Of course, the incumbent government’s rise to power never included promises of public health, education, livelihood and employment. It is also important to understand who the policymakers currently are who is speaking on behalf of public health, farmers, nutrition, livelihood, children, Dalits, Adivasis, people with disabilities, transgender communities, women and the elderly? Sound policies are impossible sans experienced policymakers but sadly the idea that policymakers will make informed strategic decisions is a myth.
For example, India has been pursuing a campaign to privatise healthcare in the name of efficiency and cost-effectiveness. However, privatisation also breaks the socialist fabric of the country and has limited the ability of the country’s healthcare workers, labs, infrastructure, devices, emergency support systems, regulation, etc. to handle a public health crisis. This is not sound policy, and policymakers are not the ones ultimately responsible for what the government does – lawmakers are. And when people are not held accountable for bad policy decisions, they have no incentives to do anything other than what they think is best as determined by their political goals.
So will the Indian public health system be any more prepared for the pandemic (with or without a flattened curve) after an authoritarian lockdown? Can years of damage of public health systems be undone in 21 days? No. If anything, there are likely to be more illnesses for the system to deal with. A flattening of the COVID-19 curve may miss the rise in many other infectious and non-infectious diseases. Major programs like the NREGA, immunisation, institutional deliveries and nutritional programs will face major setbacks, but the state is unlikely to factor these issues in when the ‘success’ of the lockdown is measured.

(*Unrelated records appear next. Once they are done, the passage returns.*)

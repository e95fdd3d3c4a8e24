//! Configuration validation

use crate::schema::RawConfig;
use thiserror::Error;

/// Validation error
#[derive(Debug, Clone, Error)]
pub enum ValidationError {
    #[error("'{field}' must not be empty")]
    EmptyUrl { field: String },

    #[error("'{field}' must be an http(s) URL, got '{value}'")]
    InvalidUrl { field: String, value: String },

    #[error("'{field}' must be greater than zero")]
    ZeroInterval { field: String },
}

/// Validate a raw configuration
pub fn validate_config(config: &RawConfig) -> Vec<ValidationError> {
    let mut errors = Vec::new();

    validate_url(&config.manifest.url, "manifest.url", &mut errors);
    validate_url(&config.manifest.welcome_url, "manifest.welcome_url", &mut errors);

    validate_interval(
        config.check.interval_seconds,
        "check.interval_seconds",
        &mut errors,
    );
    validate_interval(
        config.check.timeout_seconds,
        "check.timeout_seconds",
        &mut errors,
    );
    validate_interval(
        config.reminder.interval_minutes,
        "reminder.interval_minutes",
        &mut errors,
    );

    errors
}

fn validate_url(url: &Option<String>, field: &str, errors: &mut Vec<ValidationError>) {
    let Some(url) = url else { return };

    if url.is_empty() {
        errors.push(ValidationError::EmptyUrl {
            field: field.to_string(),
        });
    } else if !url.starts_with("http://") && !url.starts_with("https://") {
        errors.push(ValidationError::InvalidUrl {
            field: field.to_string(),
            value: url.clone(),
        });
    }
}

fn validate_interval(value: Option<u64>, field: &str, errors: &mut Vec<ValidationError>) {
    if value == Some(0) {
        errors.push(ValidationError::ZeroInterval {
            field: field.to_string(),
        });
    }
}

A lockdown and its discontents
To a paid ‘work from home’ corporate employee, the government is not likely to say, “While we all stay indoors during this period of lockdown, let us also in the spirit of social solidarity receive equal salaries and pensions so that all of us are equally inconvenienced.” Nor is it like to ask them to eat only food provided by the government, irrespective of quantity, frequency and quality. Finally, would the government in the spirit of physical distancing order people from crowded housing and communities move into large mansions and bungalows so everyone has shelter?
If these conditions came to be, the middle class would simply refuse to participate in the lockdown, national interest be damned.
The rich in India are mostly happy to cooperate in a lockdown that inconveniences only the poor, and are more than ready to inconvenience domestic workers, auto drivers, delivery agents, construction workers, street vendors, etc. Viruses, however, have a way of sneaking up on everyone. All measures can only reduce the risk of infection, not eliminate it. The only way to protect oneself is to ensure that everyone else is also protected. A government that intends only to please the elite will ultimately be ineffective.
In attempting to protect (mostly elite) Indians from the virus, the poor have lost jobs, savings, their dignity, health, nutrition, education and their social security, while also bearing the brunt of abuse by police and the state.. We haven’t yet reached a stage where decisions are made primarily by those most likely to face the brunt of the lockdown.
Dr Sylvia Karpagam is a public health doctor and researcher based in Karnataka.